Please copy every line from the following entries in which the word "usize" appears.
----- Data in this exercise -----
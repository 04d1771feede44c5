//! NES PPU (Picture Processing Unit) implementation.
//!
//! A dot-by-dot 2C02 model: 341 cycles per scanline, scanlines −1 (pre-render) through 260.
//! Background tiles flow through the fetch pipeline into 16-bit shift registers; sprites are
//! evaluated once per line and fetched into per-slot shift registers; every visible dot composites
//! one pixel into the 256×240 RGBA framebuffer. Registers: $2000–$2007 (mirrored).

use crate::cartridge::{cartridge::Cartridge, mapper::Mirroring};
use crate::ppu::palette::SYSTEM_PALETTE;
use crate::ppu::registers::{Control, Mask, Status, VramAddr};

pub const WIDTH: usize = 256;
pub const HEIGHT: usize = 240;

/// OAM (Object Attribute Memory): 64 sprites × 4 bytes. Each entry: Y, tile, attr, X.
pub const OAM_LEN: usize = 256;

pub const CYCLES_PER_SCANLINE: u16 = 341;
pub const PRE_RENDER_SCANLINE: i16 = -1;
pub const VBLANK_SCANLINE: i16 = 241;
const LAST_SCANLINE: i16 = 260;

/// Sprites the hardware can show on one scanline.
const MAX_LINE_SPRITES: usize = 8;

/// One OAM entry copied into secondary OAM during evaluation.
#[derive(Debug, Default, Clone, Copy)]
struct SpriteSlot {
    /// Pattern row for this line, already vertically flipped, fixed at evaluation time.
    row: u8,
    tall: bool,
    tile: u8,
    attr: u8,
    x: u8,
}

/// PPU state: timing, loopy scroll registers, VRAM, palettes, OAM, render pipeline, and framebuffer.
pub struct PPU {
    pub cycle: u16,
    pub scanline: i16,
    /// NMI request raised at vblank start; consumed by the driver.
    pub nmi: bool,
    /// Set when scanline 260 wraps to the pre-render line.
    pub frame_complete: bool,
    pub ctrl: Control,
    pub mask: Mask,
    pub status: Status,
    /// Current VRAM address (`v`).
    pub vram_addr: VramAddr,
    /// Temporary VRAM address (`t`); the top-left of the screen.
    pub temp_addr: VramAddr,
    pub fine_x: u8,
    /// Shared first/second write toggle for $2005/$2006 (`w`).
    pub write_latch: bool,
    /// $2007 read buffer.
    pub data_buffer: u8,
    /// 2 KiB nametable RAM; the cartridge's mirroring picks which half backs each logical table.
    pub nametable: [u8; 0x800],
    /// Palette RAM $3F00-$3F1F (32 bytes, with NES mirroring).
    pub palette: [u8; 32],
    /// OAM: 64 sprites × 4 bytes (Y, tile, attr, X). Written via $2003/$2004 or $4014 DMA.
    pub oam: [u8; OAM_LEN],
    /// OAM address for $2003/$2004 (byte index 0..255).
    pub oam_addr: u8,
    /// 256×240 framebuffer (0xRRGGBBAA per pixel). Row-major, left-to-right, top-to-bottom.
    pub framebuffer: Vec<u32>,

    next_tile_id: u8,
    next_tile_attr: u8,
    next_tile_lo: u8,
    next_tile_hi: u8,
    bg_pattern_lo: u16,
    bg_pattern_hi: u16,
    bg_attr_lo: u16,
    bg_attr_hi: u16,

    sprites: [SpriteSlot; MAX_LINE_SPRITES],
    sprite_count: usize,
    sprite_pattern_lo: [u8; MAX_LINE_SPRITES],
    sprite_pattern_hi: [u8; MAX_LINE_SPRITES],
    sprite_zero_on_line: bool,
}

impl Default for PPU {
    fn default() -> Self {
        Self::new()
    }
}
-----
Final answer =
pub const WIDTH: usize = 256;
pub const HEIGHT: usize = 240;
pub const OAM_LEN: usize = 256;
const MAX_LINE_SPRITES: usize = 8;
    sprite_count: usize,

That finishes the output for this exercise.